/// JSON-RPC codec for one end of an HTTP connection
pub struct JsonRpcProtocol {
    role: Role,
    transport: JsonRpcTransport,
    /// Operation name -> wire method name
    aliases: BTreeMap<String, String>,
    host: String,
    path: String,
    keep_alive: bool,
    compression: bool,
    request_compression: Option<ContentEncoding>,
    debug: bool,
    max_message_size: usize,
    /// Coding accepted by the peer, taken from its last `Accept-Encoding`
    encoding: Option<ContentEncoding>,
    /// Peer sent `Connection: close` on its last message
    peer_closing: bool,
    correlation: Arc<CorrelationRegistry>,
    /// Ids of HTTP requests sent and not yet answered, oldest first
    outstanding: VecDeque<i64>,
    ids: Arc<dyn IdGenerator>,
}

impl JsonRpcProtocol {
    pub fn new(role: Role) -> Self {
        Self::from_config(&JsonRpcConfig {
            role,
            ..JsonRpcConfig::default()
        })
    }

    pub fn from_config(config: &JsonRpcConfig) -> Self {
        Self {
            role: config.role,
            transport: config.transport,
            aliases: config.aliases.clone(),
            host: config.host.clone(),
            path: config.path.clone(),
            keep_alive: config.keep_alive,
            compression: config.compression,
            request_compression: config.request_compression,
            debug: config.debug,
            max_message_size: config.max_message_size,
            encoding: None,
            peer_closing: false,
            correlation: Arc::new(CorrelationRegistry::new()),
            outstanding: VecDeque::new(),
            ids: Arc::new(GlobalIdGenerator),
        }
    }

    /// Share a correlation registry with other codecs of the same channel
    pub fn with_correlation(mut self, correlation: Arc<CorrelationRegistry>) -> Self {
        self.correlation = correlation;
        self
    }

    /// Source of the internal ids a server assigns to incoming requests
    pub fn with_id_generator(mut self, ids: Arc<dyn IdGenerator>) -> Self {
        self.ids = ids;
        self
    }

    pub fn role(&self) -> Role {
        self.role
    }

    pub fn transport(&self) -> JsonRpcTransport {
        self.transport
    }

    pub fn correlation(&self) -> &Arc<CorrelationRegistry> {
        &self.correlation
    }

    /// Whether the connection should be closed after the current exchange
    pub fn should_close(&self) -> bool {
        !self.keep_alive || self.peer_closing
    }

    /// Method name sent on the wire for `operation`
    fn wire_method<'a>(&'a self, operation: &'a str) -> &'a str {
        self.aliases
            .get(operation)
            .map(String::as_str)
            .unwrap_or(operation)
    }

    /// Operation whose alias is `method`, or `method` itself
    fn local_operation(&self, method: String) -> String {
        self.aliases
            .iter()
            .find(|(_, alias)| **alias == method)
            .map(|(operation, _)| operation.clone())
            .unwrap_or(method)
    }

    fn encode_request(&mut self, message: &CommMessage, dst: &mut BytesMut) -> ProtocolResult<()> {
        let id = (!message.has_generic_id()).then(|| JsonValue::from(message.id()));
        let params = (!message.value().is_empty()).then(|| value_to_json(message.value()));
        let request = JsonRpcRequest {
            jsonrpc: JSONRPC_VERSION.to_string(),
            method: self.wire_method(message.operation_name()).to_string(),
            params,
            id,
        };
        let json = to_json_body(&request)?;

        match self.transport {
            JsonRpcTransport::Http => self.write_request(&json, dst)?,
            JsonRpcTransport::Lsp => self.write_lsp(&json, dst)?,
        }

        // Only what actually went out waits for a reply.
        if !message.has_generic_id() {
            self.correlation
                .record_operation(message.id(), message.operation_name());
            if self.transport == JsonRpcTransport::Http {
                self.outstanding.push_back(message.id());
            }
        }
        Ok(())
    }

    fn write_request(&self, json: &[u8], dst: &mut BytesMut) -> ProtocolResult<()> {
        let mut head = HeadBuilder::request(&Method::POST, &self.path)
            .header(&header::HOST, &self.host)
            .header(&header::USER_AGENT, AGENT);
        let coding = if self.compression {
            let accept = self
                .request_compression
                .map(ContentEncoding::as_str)
                .unwrap_or("gzip, deflate");
            head = head.header(&header::ACCEPT_ENCODING, accept);
            self.request_compression
        } else {
            None
        };

        self.write_message(head, coding, json, dst)
    }

    fn encode_response(&mut self, message: &CommMessage, dst: &mut BytesMut) -> ProtocolResult<()> {
        if message.has_generic_id() && self.transport == JsonRpcTransport::Lsp {
            if self.debug {
                debug!("jsonrpc reply: none for notification {}", message.operation_name());
            }
            return Ok(());
        }
        if message.has_generic_id() && !message.is_fault() {
            let mut head =
                HeadBuilder::response(StatusCode::NO_CONTENT).header(&header::SERVER, AGENT);
            if self.should_close() {
                head = head.header(&header::CONNECTION, "close");
            }
            if self.debug {
                debug!("jsonrpc reply: 204 for notification {}", message.operation_name());
            }
            dst.extend_from_slice(head.finish().as_bytes());
            return Ok(());
        }

        let id = self
            .correlation
            .take_external_id(message.id())
            .unwrap_or_else(|| JsonValue::from(message.id()));
        let response = match message.fault() {
            Some(fault) => JsonRpcResponse::failure(
                id,
                JsonRpcError {
                    code: FAULT_ERROR_CODE,
                    message: fault.name.clone(),
                    data: Some(value_to_json(&fault.value)),
                },
            ),
            None => JsonRpcResponse::success(id, value_to_json(message.value())),
        };
        let json = to_json_body(&response)?;

        if self.transport == JsonRpcTransport::Lsp {
            return self.write_lsp(&json, dst);
        }
        let head = HeadBuilder::response(StatusCode::OK).header(&header::SERVER, AGENT);
        let coding = if self.compression { self.encoding } else { None };
        self.write_message(head, coding, &json, dst)
    }

    /// Append `json` behind a bare `Content-Length` header block
    fn write_lsp(&self, json: &[u8], dst: &mut BytesMut) -> ProtocolResult<()> {
        if self.debug {
            debug!("jsonrpc send: {}", String::from_utf8_lossy(json));
        }
        if json.len() > self.max_message_size {
            return Err(ProtocolError::MessageTooLarge(json.len(), self.max_message_size));
        }
        let head = http::lsp_head(json.len());
        dst.reserve(head.len() + json.len());
        dst.extend_from_slice(head.as_bytes());
        dst.extend_from_slice(json);
        Ok(())
    }

    /// Finish the head, apply content coding and append everything to `dst`
    fn write_message(
        &self,
        mut head: HeadBuilder,
        coding: Option<ContentEncoding>,
        json: &[u8],
        dst: &mut BytesMut,
    ) -> ProtocolResult<()> {
        if self.debug {
            debug!("jsonrpc send: {}", String::from_utf8_lossy(json));
        }

        let body = match coding {
            Some(coding) => {
                head = head.header(&header::CONTENT_ENCODING, coding.as_str());
                coding.encode(json)?
            }
            None => json.to_vec(),
        };
        if body.len() > self.max_message_size {
            return Err(ProtocolError::MessageTooLarge(body.len(), self.max_message_size));
        }
        if self.should_close() {
            head = head.header(&header::CONNECTION, "close");
        }
        let head = head
            .header(&header::CONTENT_TYPE, CONTENT_TYPE_JSON)
            .header(&header::CONTENT_LENGTH, body.len())
            .finish();

        dst.reserve(head.len() + body.len());
        dst.extend_from_slice(head.as_bytes());
        dst.extend_from_slice(&body);
        Ok(())
    }

    fn decode_frame(&mut self, src: &mut BytesMut, eof: bool) -> ProtocolResult<Option<CommMessage>> {
        if self.transport == JsonRpcTransport::Lsp {
            return self.decode_lsp(src);
        }

        let parsed = match self.role {
            Role::Server => http::parse_request(&src[..], self.max_message_size)?,
            Role::Client => http::parse_response(&src[..], eof, self.max_message_size)?,
        };
        let Some((message, used)) = parsed else {
            return Ok(None);
        };
        src.advance(used);

        self.peer_closing = message.wants_close();
        if self.compression {
            // A request without the header takes back any earlier choice.
            self.encoding = message
                .header(&header::ACCEPT_ENCODING)
                .and_then(http::negotiate);
        }

        let envelope = match &message.start {
            StartLine::Request { method, .. } => self.read_request(method, &message)?,
            StartLine::Response { status } => self.read_response(*status, &message)?,
        };
        Ok(Some(envelope))
    }

    fn decode_lsp(&mut self, src: &mut BytesMut) -> ProtocolResult<Option<CommMessage>> {
        let Some((body, used)) = http::parse_lsp(&src[..], self.max_message_size)? else {
            return Ok(None);
        };
        src.advance(used);
        if self.debug {
            debug!("jsonrpc recv: {}", String::from_utf8_lossy(&body));
        }

        let envelope = match self.role {
            Role::Server => self.request_from_body(&body)?,
            Role::Client => self.response_from_body(&body)?,
        };
        Ok(Some(envelope))
    }

    fn read_request(&self, method: &Method, message: &HttpMessage) -> ProtocolResult<CommMessage> {
        if *method != Method::POST {
            return Err(ProtocolError::UnsupportedMethod(method.to_string()));
        }
        let body = message.decoded_body()?;
        if self.debug {
            debug!("jsonrpc recv: {}", String::from_utf8_lossy(&body));
        }
        self.request_from_body(&body)
    }

    fn request_from_body(&self, body: &[u8]) -> ProtocolResult<CommMessage> {
        if body.is_empty() {
            return Err(ProtocolError::malformed("body", "empty request body"));
        }

        let request: JsonRpcRequest = from_json_body(body)?;
        let value = request
            .params
            .as_ref()
            .map(json_to_value)
            .unwrap_or_default();
        let id = match request.id {
            None => GENERIC_ID,
            Some(external) => {
                let id = self.ids.next_id();
                self.correlation.record_external_id(id, external);
                id
            }
        };
        Ok(CommMessage::new(
            id,
            self.local_operation(request.method),
            ROOT_RESOURCE_PATH,
            value,
            None,
        ))
    }

    fn read_response(&mut self, status: StatusCode, message: &HttpMessage) -> ProtocolResult<CommMessage> {
        let body = message.decoded_body()?;
        if self.debug {
            debug!("jsonrpc recv: {} {}", status, String::from_utf8_lossy(&body));
        }
        if status.is_client_error() || status.is_server_error() {
            // The error answers the oldest request still waiting.
            if let Some(id) = self.outstanding.pop_front() {
                self.correlation.take_operation(id);
            }
            return Err(ProtocolError::HttpStatus {
                status: status.as_u16(),
                body: String::from_utf8_lossy(&body).into_owned(),
            });
        }
        self.response_from_body(&body)
    }

    fn response_from_body(&mut self, body: &[u8]) -> ProtocolResult<CommMessage> {
        if body.iter().all(u8::is_ascii_whitespace) {
            // Reply to a notification
            return Ok(CommMessage::undefined());
        }

        let response: JsonRpcResponse = from_json_body(body)?;
        let id = parse_id(&response.id)?;
        self.outstanding.retain(|&pending| pending != id);
        let operation = self
            .correlation
            .take_operation(id)
            .ok_or_else(|| ProtocolError::malformed("id", format!("no pending request {id}")))?;

        if let Some(error) = response.error {
            let data = error.data.as_ref().map(json_to_value).unwrap_or_default();
            return Ok(CommMessage::new(
                id,
                operation,
                ROOT_RESOURCE_PATH,
                Value::default(),
                Some(Fault::new(error.message, data)),
            ));
        }
        let value = response
            .result
            .as_ref()
            .map(json_to_value)
            .unwrap_or_default();
        Ok(CommMessage::new(id, operation, ROOT_RESOURCE_PATH, value, None))
    }
}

----------------

Scan the material above line by line and report how many lines contain the word "CommMessage", nothing further.

* **ANSWER**:
12